### Description of the task:
As you look over the data below, please find each line where the word "bool" appears, then copy it.

### Task input:
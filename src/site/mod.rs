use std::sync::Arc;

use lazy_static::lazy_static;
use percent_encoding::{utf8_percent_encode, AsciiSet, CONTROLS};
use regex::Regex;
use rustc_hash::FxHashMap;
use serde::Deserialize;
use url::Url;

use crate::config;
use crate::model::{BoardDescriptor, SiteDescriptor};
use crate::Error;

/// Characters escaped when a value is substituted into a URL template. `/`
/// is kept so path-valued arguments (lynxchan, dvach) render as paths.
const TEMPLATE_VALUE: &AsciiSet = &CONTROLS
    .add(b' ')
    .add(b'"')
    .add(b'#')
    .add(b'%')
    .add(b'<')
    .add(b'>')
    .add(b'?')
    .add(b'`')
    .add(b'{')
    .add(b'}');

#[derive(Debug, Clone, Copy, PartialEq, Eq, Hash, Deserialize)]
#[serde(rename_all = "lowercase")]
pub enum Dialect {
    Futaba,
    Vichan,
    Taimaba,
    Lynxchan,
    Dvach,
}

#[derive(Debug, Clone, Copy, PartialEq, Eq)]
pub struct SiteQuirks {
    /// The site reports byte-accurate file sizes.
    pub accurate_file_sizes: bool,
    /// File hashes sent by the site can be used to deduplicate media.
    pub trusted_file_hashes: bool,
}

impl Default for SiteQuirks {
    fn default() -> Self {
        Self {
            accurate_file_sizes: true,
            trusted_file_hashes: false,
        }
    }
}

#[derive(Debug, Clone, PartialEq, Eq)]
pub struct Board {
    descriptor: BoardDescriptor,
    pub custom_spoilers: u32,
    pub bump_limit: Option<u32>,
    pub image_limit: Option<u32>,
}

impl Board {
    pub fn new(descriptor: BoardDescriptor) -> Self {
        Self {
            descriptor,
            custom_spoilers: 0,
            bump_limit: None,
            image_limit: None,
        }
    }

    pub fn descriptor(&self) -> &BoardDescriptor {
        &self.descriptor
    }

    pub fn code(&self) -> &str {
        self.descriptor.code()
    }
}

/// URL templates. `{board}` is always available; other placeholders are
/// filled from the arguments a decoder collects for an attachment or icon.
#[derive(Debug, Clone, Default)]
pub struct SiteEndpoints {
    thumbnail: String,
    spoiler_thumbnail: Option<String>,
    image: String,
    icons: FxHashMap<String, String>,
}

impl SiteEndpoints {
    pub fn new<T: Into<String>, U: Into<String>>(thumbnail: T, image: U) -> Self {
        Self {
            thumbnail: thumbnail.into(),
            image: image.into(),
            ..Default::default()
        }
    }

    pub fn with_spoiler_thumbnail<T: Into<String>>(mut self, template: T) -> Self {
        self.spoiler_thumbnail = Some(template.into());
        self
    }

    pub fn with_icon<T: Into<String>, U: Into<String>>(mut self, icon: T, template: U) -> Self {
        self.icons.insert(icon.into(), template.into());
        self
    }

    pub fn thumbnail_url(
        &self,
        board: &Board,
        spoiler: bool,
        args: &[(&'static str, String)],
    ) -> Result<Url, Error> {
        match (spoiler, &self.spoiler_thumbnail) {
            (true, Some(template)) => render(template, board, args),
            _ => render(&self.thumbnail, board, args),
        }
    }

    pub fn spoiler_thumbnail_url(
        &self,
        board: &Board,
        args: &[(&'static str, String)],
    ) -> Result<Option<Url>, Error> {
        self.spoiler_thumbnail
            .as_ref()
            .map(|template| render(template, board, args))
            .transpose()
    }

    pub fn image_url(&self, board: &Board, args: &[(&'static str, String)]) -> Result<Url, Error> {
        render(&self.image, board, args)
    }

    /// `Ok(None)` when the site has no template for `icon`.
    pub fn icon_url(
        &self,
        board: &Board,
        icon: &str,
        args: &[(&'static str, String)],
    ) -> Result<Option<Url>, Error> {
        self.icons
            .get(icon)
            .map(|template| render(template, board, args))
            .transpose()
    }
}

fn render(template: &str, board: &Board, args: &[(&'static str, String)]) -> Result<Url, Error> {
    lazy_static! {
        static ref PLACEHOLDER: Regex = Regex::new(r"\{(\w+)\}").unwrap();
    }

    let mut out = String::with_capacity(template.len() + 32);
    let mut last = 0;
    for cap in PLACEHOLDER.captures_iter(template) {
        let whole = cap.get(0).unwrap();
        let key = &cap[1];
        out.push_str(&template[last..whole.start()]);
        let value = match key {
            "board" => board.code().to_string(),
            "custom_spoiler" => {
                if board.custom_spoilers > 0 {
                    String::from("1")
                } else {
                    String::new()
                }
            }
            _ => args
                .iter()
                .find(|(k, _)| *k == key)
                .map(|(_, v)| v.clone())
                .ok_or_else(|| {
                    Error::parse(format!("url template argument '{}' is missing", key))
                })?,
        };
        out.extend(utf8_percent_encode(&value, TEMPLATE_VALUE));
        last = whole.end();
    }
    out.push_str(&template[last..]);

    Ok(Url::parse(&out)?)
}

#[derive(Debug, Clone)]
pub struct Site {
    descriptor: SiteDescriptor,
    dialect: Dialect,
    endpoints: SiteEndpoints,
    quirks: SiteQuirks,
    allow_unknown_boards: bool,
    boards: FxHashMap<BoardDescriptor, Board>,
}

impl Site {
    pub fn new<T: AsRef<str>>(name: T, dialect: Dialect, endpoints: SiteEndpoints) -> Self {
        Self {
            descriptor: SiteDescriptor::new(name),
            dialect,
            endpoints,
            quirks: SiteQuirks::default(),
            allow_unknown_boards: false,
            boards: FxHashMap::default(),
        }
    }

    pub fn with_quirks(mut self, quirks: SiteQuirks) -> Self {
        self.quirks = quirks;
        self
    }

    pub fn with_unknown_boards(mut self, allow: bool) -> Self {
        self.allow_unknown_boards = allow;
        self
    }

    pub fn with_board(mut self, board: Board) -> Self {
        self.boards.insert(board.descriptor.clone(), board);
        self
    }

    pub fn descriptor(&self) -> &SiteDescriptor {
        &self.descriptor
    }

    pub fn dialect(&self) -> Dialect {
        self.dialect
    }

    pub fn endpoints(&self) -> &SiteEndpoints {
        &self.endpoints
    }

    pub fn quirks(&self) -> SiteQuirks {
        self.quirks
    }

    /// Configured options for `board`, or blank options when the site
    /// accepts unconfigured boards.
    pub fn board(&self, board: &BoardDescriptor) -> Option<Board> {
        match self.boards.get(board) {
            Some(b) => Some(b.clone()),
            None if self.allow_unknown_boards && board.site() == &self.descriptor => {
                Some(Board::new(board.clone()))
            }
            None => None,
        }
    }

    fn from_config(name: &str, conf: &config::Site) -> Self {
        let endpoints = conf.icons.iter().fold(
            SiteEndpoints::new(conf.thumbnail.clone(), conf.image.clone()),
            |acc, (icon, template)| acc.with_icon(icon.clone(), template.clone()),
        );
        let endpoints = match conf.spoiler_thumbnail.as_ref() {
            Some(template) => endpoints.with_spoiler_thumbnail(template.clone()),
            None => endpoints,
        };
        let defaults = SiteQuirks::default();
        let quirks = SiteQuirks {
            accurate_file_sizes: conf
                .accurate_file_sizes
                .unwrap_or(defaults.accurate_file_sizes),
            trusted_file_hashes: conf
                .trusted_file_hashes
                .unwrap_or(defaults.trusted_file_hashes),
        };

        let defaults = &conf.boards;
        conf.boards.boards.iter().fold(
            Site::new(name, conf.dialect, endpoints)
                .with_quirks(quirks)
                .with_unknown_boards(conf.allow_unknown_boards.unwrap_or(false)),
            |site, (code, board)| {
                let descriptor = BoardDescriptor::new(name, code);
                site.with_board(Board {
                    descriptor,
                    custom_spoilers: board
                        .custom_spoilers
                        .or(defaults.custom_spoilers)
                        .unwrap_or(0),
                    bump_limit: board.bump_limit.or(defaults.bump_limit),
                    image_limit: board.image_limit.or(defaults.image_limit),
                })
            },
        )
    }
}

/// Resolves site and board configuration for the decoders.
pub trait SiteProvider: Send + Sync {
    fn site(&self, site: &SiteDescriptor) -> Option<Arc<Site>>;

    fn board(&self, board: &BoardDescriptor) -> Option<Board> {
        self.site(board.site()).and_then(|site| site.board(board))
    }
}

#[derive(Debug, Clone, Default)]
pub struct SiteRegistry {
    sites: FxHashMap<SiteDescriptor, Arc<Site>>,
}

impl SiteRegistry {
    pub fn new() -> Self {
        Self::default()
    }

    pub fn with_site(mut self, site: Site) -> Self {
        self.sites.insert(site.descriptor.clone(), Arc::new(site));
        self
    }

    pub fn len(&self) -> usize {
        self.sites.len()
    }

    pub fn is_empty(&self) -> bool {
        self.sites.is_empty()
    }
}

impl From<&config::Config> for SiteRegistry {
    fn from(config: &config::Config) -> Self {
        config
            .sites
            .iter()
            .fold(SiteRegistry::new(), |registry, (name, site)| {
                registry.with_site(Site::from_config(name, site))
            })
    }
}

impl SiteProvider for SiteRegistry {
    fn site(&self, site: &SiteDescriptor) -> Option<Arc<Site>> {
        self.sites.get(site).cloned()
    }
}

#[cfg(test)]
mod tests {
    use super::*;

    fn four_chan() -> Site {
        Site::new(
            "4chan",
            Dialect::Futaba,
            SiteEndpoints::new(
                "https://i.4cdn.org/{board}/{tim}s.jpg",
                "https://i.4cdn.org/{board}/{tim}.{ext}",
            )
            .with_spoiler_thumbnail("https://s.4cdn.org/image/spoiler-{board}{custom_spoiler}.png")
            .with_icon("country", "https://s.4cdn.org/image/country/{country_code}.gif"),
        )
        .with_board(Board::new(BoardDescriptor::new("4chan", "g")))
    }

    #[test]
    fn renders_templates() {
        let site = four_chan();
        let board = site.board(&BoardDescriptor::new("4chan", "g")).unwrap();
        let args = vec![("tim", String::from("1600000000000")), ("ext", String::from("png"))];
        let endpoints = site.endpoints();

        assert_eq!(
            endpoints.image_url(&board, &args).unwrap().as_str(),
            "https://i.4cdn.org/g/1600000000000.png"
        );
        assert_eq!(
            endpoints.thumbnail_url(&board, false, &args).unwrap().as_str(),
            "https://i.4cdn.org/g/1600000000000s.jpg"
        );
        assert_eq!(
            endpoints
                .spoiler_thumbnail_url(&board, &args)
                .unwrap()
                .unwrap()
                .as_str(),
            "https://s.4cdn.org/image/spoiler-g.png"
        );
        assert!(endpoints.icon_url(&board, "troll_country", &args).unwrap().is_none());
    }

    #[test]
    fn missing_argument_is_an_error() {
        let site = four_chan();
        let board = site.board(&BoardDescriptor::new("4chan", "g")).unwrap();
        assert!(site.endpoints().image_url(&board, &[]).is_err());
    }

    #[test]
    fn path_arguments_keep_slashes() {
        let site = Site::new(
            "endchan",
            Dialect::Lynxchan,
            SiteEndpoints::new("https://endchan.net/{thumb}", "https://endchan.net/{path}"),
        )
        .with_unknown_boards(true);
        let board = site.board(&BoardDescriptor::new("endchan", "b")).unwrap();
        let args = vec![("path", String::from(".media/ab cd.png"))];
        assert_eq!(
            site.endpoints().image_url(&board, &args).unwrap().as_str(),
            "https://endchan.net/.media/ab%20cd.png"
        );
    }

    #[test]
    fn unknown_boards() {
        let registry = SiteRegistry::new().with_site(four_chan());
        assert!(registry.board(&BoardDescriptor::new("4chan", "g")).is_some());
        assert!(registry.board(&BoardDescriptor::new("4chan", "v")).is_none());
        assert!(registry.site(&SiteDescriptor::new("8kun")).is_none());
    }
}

### Answer space:
    pub accurate_file_sizes: bool,
    pub trusted_file_hashes: bool,
        spoiler: bool,
    allow_unknown_boards: bool,
    pub fn with_unknown_boards(mut self, allow: bool) -> Self {
    pub fn is_empty(&self) -> bool {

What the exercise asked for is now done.